Research

Vision

Artificial intelligence is playing a vital role in shaping the future by automating repetitive tasks and augmenting human labor. Today, the world is becoming increasingly digital, with a growing network of sensors, computers, and smart devices that generate vast amounts of data. This data far exceeds human capacity to process, interpret and take advantage of it. With the increasing computational power, machine learning can offer comprehensive solutions for complex tasks such as image recognition and natural language processing. However, using traditional methods developed for static data may not provide dependable results in dynamic systems that change over time. My research is focused on examining and creating principle-based techniques for these dynamic environments, with a vision of achieving reliable and safe machine learning.

My research agenda aims to enhance the capabilities of machine autonomy by advancing the state-of-the-art in machine learning algorithms and applying them to real-world dynamical systems problems. On one hand, I will work on developing new machine learning algorithms that can improve its performance. On the other hand, I will bridge the gap between machine learning research and its application by solving challenging problems in this field.

Research Framework

My overall research framework can be divided into three progressive layers.

In the bottom layer, I focus on the study of dynamical systems and control theory. This layer provides a foundation for understanding the behavior of systems over time and how to design controllers to achieve specific goals. This includes the study of mathematical models of systems, stability analysis, and the design of feedback controllers to regulate the system's behavior. It is essential for the other two layers of your research, where more advanced techniques to improve the performance of the system.

The middle layer of the research investigates on the application of data-driven control and machine learning techniques. Building upon the foundation established in the bottom layer, this layer utilizes collected data and learning algorithms to enhance control performance. The use of data is key in this layer, as it enables the creation of models that can adapt to changes in the system or environment. The goal of this layer is to establish a data-driven model using collected data and machine learning techniques to compensate for unknown components or replace prior dynamics, ultimately leading to an improved system performance. Additionally, this layer aims to improve the performance of the control system by using data to infer the dynamics of the system, and using this information to design controllers that adapt to changing conditions.

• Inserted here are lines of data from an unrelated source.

//! The shared record (§3): a single `repr(C)` aggregate mapped `MAP_SHARED`
//! by the supervisor and every actor. Lives at a fixed address inside the
//! `drone_shm` object; nothing in here is heap-allocated, so the whole
//! struct is safe to place directly in mapped memory and reinterpret across
//! the `fork()` boundary.

use crate::sync::{ActionRwLock, BinaryMutex, GpsRing};
use std::sync::atomic::{AtomicU32, AtomicU8, Ordering};

/// One-hot bitmask encoding, matching the wire format used by the operator
/// UDP command and the `ACTION = <numeric mode>` telemetry line (§3, §6).
#[derive(Debug, Clone, Copy, PartialEq, Eq)]
#[repr(u32)]
pub enum Mode {
    Reserved = 1,
    SampleGps = 2,
    Fly = 4,
    Land = 8,
    Idle = 16,
    Charge = 32,
    Abort = 64,
}

impl Mode {
    /// Decodes a raw bitmask value, rejecting anything that isn't exactly
    /// one of the seven enumerated bits.
    pub fn from_bits(bits: u32) -> Option<Mode> {
        match bits {
            1 => Some(Mode::Reserved),
            2 => Some(Mode::SampleGps),
            4 => Some(Mode::Fly),
            8 => Some(Mode::Land),
            16 => Some(Mode::Idle),
            32 => Some(Mode::Charge),
            64 => Some(Mode::Abort),
            _ => None,
        }
    }

    pub fn bits(self) -> u32 {
        self as u32
    }

    /// Membership test against a bitwise-OR'd mask of other `Mode` values,
    /// e.g. `mode.is_one_of(Mode::Fly.bits() | Mode::Abort.bits())`.
    pub fn is_one_of(self, mask: u32) -> bool {
        self.bits() & mask != 0
    }

    /// Decodes the 4-byte little-endian wire encoding used by the operator
    /// UDP command protocol (§6). `None` if the datagram size is wrong or
    /// the value doesn't match a known mode bit.
    pub fn from_wire(datagram: &[u8]) -> Option<Mode> {
        if datagram.len() != 4 {
            return None;
        }
        let bits = u32::from_le_bytes([datagram[0], datagram[1], datagram[2], datagram[3]]);
        Mode::from_bits(bits)
    }

    pub fn to_wire(self) -> [u8; 4] {
        self.bits().to_le_bytes()
    }

    pub fn from_command_word(word: &str) -> Option<Mode> {
        match word.trim().to_ascii_lowercase().as_str() {
            "fly" => Some(Mode::Fly),
            "samplegps" => Some(Mode::SampleGps),
            "land" => Some(Mode::Land),
            "idle" => Some(Mode::Idle),
            "charge" => Some(Mode::Charge),
            "abort" => Some(Mode::Abort),
            _ => None,
        }
    }
}

/// Identity and role of the six forked actors, indexed by `ActorId`.
#[derive(Debug, Clone, Copy, PartialEq, Eq)]
#[repr(usize)]
pub enum ActorId {
    Battery = 0,
    Accelerometer = 1,
    Gps = 2,
    FlightController = 3,
    Telemetry = 4,
    Watchdog = 5,
}

pub const ACTOR_COUNT: usize = 6;

pub const ACTOR_IDS: [ActorId; ACTOR_COUNT] = [
    ActorId::Battery,
    ActorId::Accelerometer,
    ActorId::Gps,
    ActorId::FlightController,
    ActorId::Telemetry,
    ActorId::Watchdog,
];

impl ActorId {
    pub fn name(self) -> &'static str {
        match self {
            ActorId::Battery => "battery",
            ActorId::Accelerometer => "accelerometer",
            ActorId::Gps => "gps",
            ActorId::FlightController => "flight_ctrl",
            ActorId::Telemetry => "telemetry",
            ActorId::Watchdog => "watchdog",
        }
    }
}

/// `INET_ADDRSTRLEN`-sized byte buffer, `repr(C)`/`Copy`-safe, used instead
/// of a heap string so the whole record stays placement-safe in shared
/// memory (§3).
pub const ADDR_BUF_LEN: usize = 16;

#[derive(Clone, Copy)]
#[repr(C)]
pub struct AddrBuf {
    bytes: [u8; ADDR_BUF_LEN],
    len: u8,
}

impl AddrBuf {
    pub fn new(s: &str) -> Option<AddrBuf> {
        if s.len() >= ADDR_BUF_LEN {
            return None;
        }
        let mut bytes = [0u8; ADDR_BUF_LEN];
        bytes[..s.len()].copy_from_slice(s.as_bytes());
        Some(AddrBuf { bytes, len: s.len() as u8 })
    }

    pub fn as_str(&self) -> &str {
        std::str::from_utf8(&self.bytes[..self.len as usize]).unwrap_or("")
    }
}

/// Written once by the supervisor before any actor is spawned; treated as
/// immutable for the remainder of the program's lifetime (§3).
#[derive(Clone, Copy)]
#[repr(C)]
pub struct NetworkConfig {
    pub operator_host: AddrBuf,
    pub telemetry_port: u16,
    pub drone_host: AddrBuf,
    pub flight_ctrl_port: u16,
}

/// Acceleration triple, `(x, y, z)` in the stylized thrust units of §4.3.
#[derive(Debug, Clone, Copy, Default, PartialEq)]
#[repr(C)]
pub struct Accel {
    pub x: f32,
    pub y: f32,
    pub z: f32,
}

/// Four motor PWM duty cycles, each clamped to `[0, 1]` (§3).
#[derive(Debug, Clone, Copy, Default, PartialEq)]
#[repr(C)]
pub struct Pwm {
    pub motors: [f32; 4],
}

impl Pwm {
    pub fn avg(&self) -> f32 {
        self.motors.iter().sum::<f32>() / self.motors.len() as f32
    }
}

/// Per-actor pid, `0` until the supervisor has spawned that role for the
/// first time. Writable only by the supervisor (§3).
pub struct IdentityTable {
    pids: [AtomicU32; ACTOR_COUNT],
}

impl IdentityTable {
    fn new() -> Self {
        IdentityTable {
            pids: std::array::from_fn(|_| AtomicU32::new(0)),
        }
    }

    pub fn set(&self, actor: ActorId, pid: u32) {
        self.pids[actor as usize].store(pid, Ordering::Release);
    }

    pub fn get(&self, actor: ActorId) -> u32 {
        self.pids[actor as usize].load(Ordering::Acquire)
    }
}

/// One counter per publishing actor; the watchdog does not publish one of
/// its own (§3).
pub struct Heartbeats {
    counters: [AtomicU32; ACTOR_COUNT],
}

impl Heartbeats {
    fn new() -> Self {
        Heartbeats {
            counters: std::array::from_fn(|_| AtomicU32::new(0)),
        }
    }

    pub fn tick(&self, actor: ActorId) {
        self.counters[actor as usize].fetch_add(1, Ordering::Release);
    }

    pub fn read(&self, actor: ActorId) -> u32 {
        self.counters[actor as usize].load(Ordering::Acquire)
    }
}

/// The single shared aggregate (§3). Every actor maps the same instance via
/// `drone_shm`; no actor ever holds a private copy of any field here.
#[repr(C)]
pub struct SharedRecord {
    pub identity: IdentityTable,
    pub network: NetworkConfig,
    pub heartbeats: Heartbeats,
    pub action: ActionRwLock,
    pub accel: BinaryMutex<Accel>,
    pub pwm: BinaryMutex<Pwm>,
    pub gps_ring: GpsRing,
    pub battery: AtomicU8,
}

impl SharedRecord {
    /// Placement-constructs an all-zero/uninitialized record. The caller
    /// (the supervisor, via `shm::map`) writes this directly into the
    /// mapped region and then calls `init` exactly once.
    pub fn new_uninit(network: NetworkConfig) -> Self {
        SharedRecord {
            identity: IdentityTable::new(),
            network,
            heartbeats: Heartbeats::new(),
            action: ActionRwLock::new_uninit(),
            accel: BinaryMutex::new_uninit(Accel::default()),
            pwm: BinaryMutex::new_uninit(Pwm::default()),
            gps_ring: GpsRing::new_uninit(),
            battery: AtomicU8::new(100),
        }
    }

    /// Initializes every synchronization primitive and resets all data
    /// fields to their documented initial values (§3). Called exactly once
    /// by the supervisor before forking any actor.
    ///
    /// # Safety
    /// Must run before any other process observes this record.
    pub unsafe fn init(&mut self) {
        self.action.reset(Mode::Idle);
        self.accel.reset(Accel::default());
        self.pwm.reset(Pwm::default());
        self.gps_ring.reset();
        self.battery.store(100, Ordering::Release);
    }

    /// Reinitializes only the embedded semaphores, preserving every data
    /// field — the stall-recovery path (§4.7, §9).
    ///
    /// # Safety
    /// No actor may be running when this is called.
    pub unsafe fn reinit_primitives_only(&mut self) {
        self.action.reinit_primitives_only();
        self.accel.reinit_primitive_only();
        self.pwm.reinit_primitive_only();
        self.gps_ring.reinit_primitives_only();
    }

    pub fn battery_pct(&self) -> u8 {
        self.battery.load(Ordering::Acquire)
    }
}

#[cfg(test)]
mod tests {
    use super::*;

    #[test]
    fn mode_wire_round_trip() {
        for mode in [
            Mode::Reserved,
            Mode::SampleGps,
            Mode::Fly,
            Mode::Land,
            Mode::Idle,
            Mode::Charge,
            Mode::Abort,
        ] {
            assert_eq!(Mode::from_wire(&mode.to_wire()), Some(mode));
        }
    }

    #[test]
    fn mode_wire_rejects_bad_size() {
        assert_eq!(Mode::from_wire(&[4, 0, 0]), None);
        assert_eq!(Mode::from_wire(&[4, 0, 0, 0, 0]), None);
    }

    #[test]
    fn mode_wire_rejects_unknown_bits() {
        assert_eq!(Mode::from_wire(&3u32.to_le_bytes()), None);
    }

    #[test]
    fn mode_membership() {
        assert!(Mode::Fly.is_one_of(Mode::Fly.bits() | Mode::Abort.bits()));
        assert!(!Mode::Idle.is_one_of(Mode::Fly.bits() | Mode::Abort.bits()));
    }

    #[test]
    fn addr_buf_round_trips() {
        let buf = AddrBuf::new("127.0.0.1").unwrap();
        assert_eq!(buf.as_str(), "127.0.0.1");
    }

    #[test]
    fn addr_buf_rejects_too_long() {
        assert!(AddrBuf::new("this-hostname-is-definitely-too-long-for-the-buffer").is_none());
    }

    #[test]
    fn pwm_avg() {
        let pwm = Pwm { motors: [0.2, 0.4, 0.6, 0.8] };
        assert!((pwm.avg() - 0.5).abs() < 1e-6);
    }

    #[test]
    fn command_word_parses_case_insensitively() {
        assert_eq!(Mode::from_command_word("FLY"), Some(Mode::Fly));
        assert_eq!(Mode::from_command_word("SampleGPS\n"), Some(Mode::SampleGps));
        assert_eq!(Mode::from_command_word("nonsense"), None);
    }
}
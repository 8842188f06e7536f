//! Aggregates all readable state into a periodic text frame over TCP
//! (§4.6). The GPS ring's sole consumer, but only while mode is
//! `SampleGps`.

use std::io::Write;
use std::net::TcpStream;
use std::sync::atomic::{AtomicBool, Ordering};
use std::sync::Arc;
use std::time::Duration;

use log::{debug, error, warn};

use crate::error::{SemError, WaitError};
use crate::state::{ActorId, Mode, SharedRecord};
use crate::sync::ring::RING_CAPACITY;

const TICK: Duration = Duration::from_millis(10);
const GPS_BYTE_TIMEOUT: Duration = Duration::from_secs(5);
const MAX_FRAME_GPS_BYTES: usize = RING_CAPACITY;

pub fn run(record: &SharedRecord, shutdown: Arc<AtomicBool>) {
    let operator_host = record.network.operator_host.as_str().to_string();
    let port = record.network.telemetry_port;
    let mut conn: Option<TcpStream> = None;

    while !shutdown.load(Ordering::Relaxed) {
        if conn.is_none() {
            match TcpStream::connect((operator_host.as_str(), port)) {
                Ok(stream) => {
                    debug!(target: "telemetry", "connected to operator at {operator_host}:{port}");
                    conn = Some(stream);
                }
                Err(e) => {
                    debug!(target: "telemetry", "connect failed, retrying: {e}");
                    record.heartbeats.tick(ActorId::Telemetry);
                    std::thread::sleep(TICK);
                    continue;
                }
            }
        }

        let frame = match assemble_frame(record) {
            Ok(frame) => frame,
            Err(e) => {
                error!(target: "telemetry", "assembling frame failed, exiting: {e}");
                return;
            }
        };

        if let Some(stream) = conn.as_mut() {
            if let Err(e) = send_no_sigpipe(stream, &frame) {
                warn!(target: "telemetry", "send failed, tearing down connection: {e}");
                conn = None;
            }
        }

        record.heartbeats.tick(ActorId::Telemetry);
        std::thread::sleep(TICK);
    }
}

fn assemble_frame(record: &SharedRecord) -> Result<String, SemError> {
    let mut frame = String::new();

    frame.push_str(&format!("BAT = {}%\n", record.battery_pct()));

    if let Some(accel) = record.accel.try_lock()? {
        frame.push_str(&format!(
            "ACCEL = (x: {:.3}, y: {:.3}, z: {:.3})\n",
            accel.x, accel.y, accel.z
        ));
    }

    if let Some(pwm) = record.pwm.try_lock()? {
        let pct: Vec<String> = pwm.motors.iter().map(|m| format!("{}%", (m * 100.0).round() as i32)).collect();
        frame.push_str(&format!("MOTORS PWM = [{}]\n", pct.join(", ")));
    }

    let mode = *record.action.read()?;
    frame.push_str(&format!("ACTION = {}\n", mode.bits()));

    if mode == Mode::SampleGps {
        frame.push_str("GPS {\n");
        match consume_gps_line(record)? {
            Some(line) => {
                frame.push_str(&String::from_utf8_lossy(&line));
            }
            None => {
                frame.push_str("NO FIX.\n");
                *record.action.write()? = Mode::Abort;
            }
        }
        frame.push_str("}\n");
    }

    Ok(frame)
}

/// Consumes bytes up to and including the next `'\n'`, or until the frame
/// buffer is exhausted. `Ok(None)` means a 5 s per-byte timeout fired — "no
/// fix" (§4.6). A semaphore failure other than timeout propagates as an
/// error instead, fatal for the calling actor (§7).
fn consume_gps_line(record: &SharedRecord) -> Result<Option<Vec<u8>>, SemError> {
    let mut line = Vec::new();
    while line.len() < MAX_FRAME_GPS_BYTES {
        match record.gps_ring.get_byte(GPS_BYTE_TIMEOUT) {
            Ok(byte) => {
                line.push(byte);
                if byte == b'\n' {
                    return Ok(Some(line));
                }
            }
            Err(WaitError::TimedOut) => return Ok(None),
            Err(WaitError::Sem(e)) => return Err(e),
        }
    }
    Ok(Some(line))
}

fn send_no_sigpipe(stream: &mut TcpStream, frame: &str) -> std::io::Result<()> {
    // `std::net::TcpStream` doesn't expose `MSG_NOSIGNAL` directly; SIGPIPE
    // is masked process-wide at startup (see `main.rs`) so a broken-pipe
    // write surfaces as a normal `Err` instead of terminating the process.
    let bytes = frame.as_bytes();
    if bytes.is_empty() {
        return Ok(());
    }
    let n = stream.write(bytes)?;
    if n == 0 {
        return Err(std::io::Error::new(std::io::ErrorKind::WriteZero, "peer shutdown"));
    }
    stream.flush()
}

#[cfg(test)]
mod tests {
    use super::*;
    use crate::state::{AddrBuf, NetworkConfig};

    fn fresh_record() -> Box<SharedRecord> {
        let network = NetworkConfig {
            operator_host: AddrBuf::new("127.0.0.1").unwrap(),
            telemetry_port: 5000,
            drone_host: AddrBuf::new("127.0.0.1").unwrap(),
            flight_ctrl_port: 6000,
        };
        let mut record = Box::new(SharedRecord::new_uninit(network));
        unsafe { record.init() };
        record
    }

    #[test]
    fn frame_contains_battery_and_action_lines() {
        let record = fresh_record();
        let frame = assemble_frame(&record).unwrap();
        assert!(frame.contains("BAT = 100%"));
        assert!(frame.contains(&format!("ACTION = {}", Mode::Idle.bits())));
    }

    #[test]
    fn frame_omits_accel_line_when_mutex_held() {
        let record = fresh_record();
        let guard = record.accel.lock().unwrap();
        let frame = assemble_frame(&record).unwrap();
        assert!(!frame.contains("ACCEL"));
        drop(guard);
    }

    #[test]
    fn sample_gps_with_no_fix_forces_abort() {
        let record = fresh_record();
        *record.action.write().unwrap() = Mode::SampleGps;
        let frame = assemble_frame(&record).unwrap();
        assert!(frame.contains("NO FIX."));
        assert_eq!(*record.action.read().unwrap(), Mode::Abort);
    }

    #[test]
    fn sample_gps_consumes_a_buffered_line() {
        let record = fresh_record();
        *record.action.write().unwrap() = Mode::SampleGps;
        record.gps_ring.put_line(b"$GPGGA,test\n", Duration::from_millis(100)).unwrap();
        let frame = assemble_frame(&record).unwrap();
        assert!(frame.contains("$GPGGA,test"));
        assert_eq!(*record.action.read().unwrap(), Mode::SampleGps);
    }
}
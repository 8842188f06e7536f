//! Positional CLI parsing for both binaries (§6, §10). No flags, no config
//! file, no environment overrides — the one place the ambient-stack
//! expansion stays deliberately minimal, per the distilled spec's explicit
//! exclusion of argument parsing as a feature surface.

use crate::error::DroneError;
use crate::state::{AddrBuf, NetworkConfig};

/// `<bin> <operator_ip> <telemetry_port> <drone_ip> <flight_ctrl_port>`
pub struct SupervisorConfig {
    pub network: NetworkConfig,
}

impl SupervisorConfig {
    pub fn from_args<I: Iterator<Item = String>>(mut args: I) -> Result<Self, DroneError> {
        let _argv0 = args.next();
        let operator_ip = next_arg(&mut args)?;
        let telemetry_port = parse_port(&next_arg(&mut args)?)?;
        let drone_ip = next_arg(&mut args)?;
        let flight_ctrl_port = parse_port(&next_arg(&mut args)?)?;

        let network = NetworkConfig {
            operator_host: to_addr_buf(&operator_ip)?,
            telemetry_port,
            drone_host: to_addr_buf(&drone_ip)?,
            flight_ctrl_port,
        };
        Ok(SupervisorConfig { network })
    }
}

/// `<bin> <operator_ip> <telemetry_unit_port> <drone_ip> <flight_ctrl_port>`
pub struct OperatorConsoleConfig {
    pub operator_ip: String,
    pub telemetry_port: u16,
    pub drone_ip: String,
    pub flight_ctrl_port: u16,
}

impl OperatorConsoleConfig {
    pub fn from_args<I: Iterator<Item = String>>(mut args: I) -> Result<Self, DroneError> {
        let _argv0 = args.next();
        let operator_ip = next_arg(&mut args)?;
        let telemetry_port = parse_port(&next_arg(&mut args)?)?;
        let drone_ip = next_arg(&mut args)?;
        let flight_ctrl_port = parse_port(&next_arg(&mut args)?)?;
        Ok(OperatorConsoleConfig {
            operator_ip,
            telemetry_port,
            drone_ip,
            flight_ctrl_port,
        })
    }
}

fn next_arg<I: Iterator<Item = String>>(args: &mut I) -> Result<String, DroneError> {
    args.next().ok_or_else(|| {
        DroneError::Usage("expected <operator_ip> <telemetry_port> <drone_ip> <flight_ctrl_port>".to_string())
    })
}

fn parse_port(raw: &str) -> Result<u16, DroneError> {
    raw.parse::<u16>().map_err(|e| DroneError::BadPort(raw.to_string(), e))
}

fn to_addr_buf(s: &str) -> Result<AddrBuf, DroneError> {
    AddrBuf::new(s).ok_or_else(|| DroneError::IpTooLong(s.to_string()))
}

#[cfg(test)]
mod tests {
    use super::*;

    fn args(v: &[&str]) -> impl Iterator<Item = String> {
        v.iter().map(|s| s.to_string()).collect::<Vec<_>>().into_iter()
    }

    #[test]
    fn supervisor_config_parses_well_formed_args() {
        let cfg = SupervisorConfig::from_args(args(&["bin", "127.0.0.1", "5000", "127.0.0.1", "6000"]))
            .expect("parse");
        assert_eq!(cfg.network.operator_host.as_str(), "127.0.0.1");
        assert_eq!(cfg.network.telemetry_port, 5000);
        assert_eq!(cfg.network.drone_host.as_str(), "127.0.0.1");
        assert_eq!(cfg.network.flight_ctrl_port, 6000);
    }

    #[test]
    fn supervisor_config_rejects_missing_args() {
        let err = SupervisorConfig::from_args(args(&["bin", "127.0.0.1"]));
        assert!(matches!(err, Err(DroneError::Usage(_))));
    }

    #[test]
    fn supervisor_config_rejects_bad_port() {
        let err = SupervisorConfig::from_args(args(&["bin", "127.0.0.1", "notaport", "127.0.0.1", "6000"]));
        assert!(matches!(err, Err(DroneError::BadPort(_, _))));
    }

    #[test]
    fn operator_console_config_parses_well_formed_args() {
        let cfg =
            OperatorConsoleConfig::from_args(args(&["bin", "127.0.0.1", "5000", "127.0.0.1", "6000"]))
                .expect("parse");
        assert_eq!(cfg.telemetry_port, 5000);
        assert_eq!(cfg.flight_ctrl_port, 6000);
    }
}
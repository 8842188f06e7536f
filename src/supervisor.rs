//! Owns the shared region's lifecycle and the six actors' lifecycle (§4.7).

use std::sync::atomic::{AtomicBool, Ordering};
use std::sync::Arc;

use log::{error, info, warn};

use crate::error::DroneError;
use crate::shm::SharedMapping;
use crate::signals::{self, ForkResult, SupervisorSignal, SupervisorSignals};
use crate::state::{ActorId, NetworkConfig, SharedRecord, ACTOR_IDS};
use crate::{actors, config::SupervisorConfig};

/// Forks one child per actor, running `ActorId::run` in the child and
/// recording its pid in the identity table in the parent.
fn spawn_actor(
    mapping: &SharedMapping<SharedRecord>,
    actor: ActorId,
) -> Result<u32, DroneError> {
    match unsafe { signals::fork()? } {
        ForkResult::Parent(child_pid) => {
            let record = unsafe { mapping.as_ref() };
            record.identity.set(actor, child_pid);
            info!(target: "supervisor", "spawned {} as pid {child_pid}", actor.name());
            Ok(child_pid)
        }
        ForkResult::Child => {
            // The logger was already initialized by `main` before the first
            // fork; the child inherits that state rather than calling
            // `env_logger::init()` again, which would panic on a second
            // global-logger install.
            let record = unsafe { mapping.as_ref() };
            let shutdown = signals::install_shutdown_flag().unwrap_or_else(|e| {
                error!(target: "supervisor", "child {} failed to install shutdown flag: {e}", actor.name());
                std::process::exit(1);
            });
            run_actor(actor, record, shutdown);
            std::process::exit(0);
        }
    }
}

fn run_actor(actor: ActorId, record: &SharedRecord, shutdown: Arc<AtomicBool>) {
    match actor {
        ActorId::Battery => actors::battery::run(record, shutdown),
        ActorId::Accelerometer => actors::accel::run(record, shutdown),
        ActorId::Gps => actors::gps::run(record, shutdown),
        ActorId::FlightController => actors::flight::run(record, shutdown),
        ActorId::Telemetry => actors::telemetry::run(record, shutdown),
        ActorId::Watchdog => actors::watchdog::run(record, shutdown),
    }
}

fn spawn_all(mapping: &SharedMapping<SharedRecord>) -> Result<(), DroneError> {
    for actor in ACTOR_IDS {
        spawn_actor(mapping, actor)?;
    }
    Ok(())
}

/// Reaps every exited child this tick and respawns it under the same role,
/// by matching the reaped pid against the identity table (§4.7).
fn handle_child_exit(mapping: &SharedMapping<SharedRecord>) {
    let record = unsafe { mapping.as_ref() };
    for pid in signals::reap_exited_children() {
        if let Some(actor) = ACTOR_IDS.iter().find(|&&a| record.identity.get(a) == pid) {
            warn!(target: "supervisor", "{} (pid {pid}) exited, respawning", actor.name());
            if let Err(e) = spawn_actor(mapping, *actor) {
                error!(target: "supervisor", "failed to respawn {}: {e}", actor.name());
            }
        }
    }
}

/// Terminates every actor by pid, reinitializes the embedded semaphores in
/// place, and relies on the ordinary child-exit handler to respawn all six
/// once their processes are confirmed gone (§4.7, §9).
fn handle_stall(mapping: &SharedMapping<SharedRecord>) {
    warn!(target: "supervisor", "stall reported, terminating actors for recovery");
    let record = unsafe { mapping.as_ref() };
    let mut pids: Vec<(ActorId, u32)> = ACTOR_IDS
        .iter()
        .map(|&a| (a, record.identity.get(a)))
        .filter(|&(_, pid)| pid != 0)
        .collect();

    for &(_, pid) in &pids {
        signals::terminate_pid(pid);
    }

    wait_for_exit(&mut pids);

    // SAFETY: every actor we knew about has been confirmed gone above; no
    // process can be blocked on any of these primitives right now.
    unsafe {
        let record_mut = &mut *mapping.as_ptr();
        record_mut.reinit_primitives_only();
    }
    info!(target: "supervisor", "primitives reinitialized, actors will respawn via SIGCHLD");
}

fn wait_for_exit(pids: &mut Vec<(ActorId, u32)>) {
    while !pids.is_empty() {
        for pid in signals::reap_exited_children() {
            pids.retain(|&(_, p)| p != pid);
        }
        if !pids.is_empty() {
            std::thread::sleep(std::time::Duration::from_millis(10));
        }
    }
}

fn clean_shutdown(mapping: SharedMapping<SharedRecord>) -> Result<(), DroneError> {
    info!(target: "supervisor", "terminate signal received, shutting down");
    signals::terminate_process_group();
    drop(mapping);
    SharedMapping::<SharedRecord>::unlink().map_err(DroneError::SharedMemory)?;
    Ok(())
}

pub fn main_loop(cfg: SupervisorConfig) -> Result<(), DroneError> {
    let mapping: SharedMapping<SharedRecord> =
        SharedMapping::create().map_err(DroneError::SharedMemory)?;

    {
        let record_mut = unsafe { &mut *mapping.as_ptr() };
        write_record_in_place(record_mut, cfg.network);
        unsafe { record_mut.init() };
    }

    let mut signals = SupervisorSignals::install()?;
    spawn_all(&mapping)?;

    loop {
        match signals.next() {
            SupervisorSignal::Terminate => {
                return clean_shutdown(mapping);
            }
            SupervisorSignal::ChildExit => {
                handle_child_exit(&mapping);
            }
            SupervisorSignal::Stall => {
                handle_stall(&mapping);
            }
        }
    }
}

/// Placement-writes a freshly constructed record into the mapped region.
/// The region starts as anonymous zeroed pages from `ftruncate`; this
/// overwrite is the only time the crate constructs a `SharedRecord` by
/// value rather than operating on it through the mapping.
fn write_record_in_place(dst: &mut SharedRecord, network: NetworkConfig) {
    let built = SharedRecord::new_uninit(network);
    unsafe {
        std::ptr::write(dst as *mut SharedRecord, built);
    }
}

The top layer of the research framework extends the single systems to distributed and large-scale systems, through the interaction of agents learning collaboratively improves the overall learning effect allowing for the achievement of more complex tasks. Using the data-driven models established in the middle layer, it applies these techniques across multiple systems and uses the knowledge gained there.

Research Interests

  • Machine Learning
    • Fusion Learning, Bayesian Learning
    • System Identification, Pattern Classification
    • Recommender Systems
  • Distributed Systems
    • Cooperative Learning, Coordination Control
    • Communication Effect Analysis
    • States Estimation
  • Robotics
    • Linear & Nonlinear Control
    • Underactuated Control
    • Model Predict Control

Future Directions

  • Deep learning for Vision-Based Control
  • Reinforcement Learning for Dynamic Control
  • Networked Optimal Control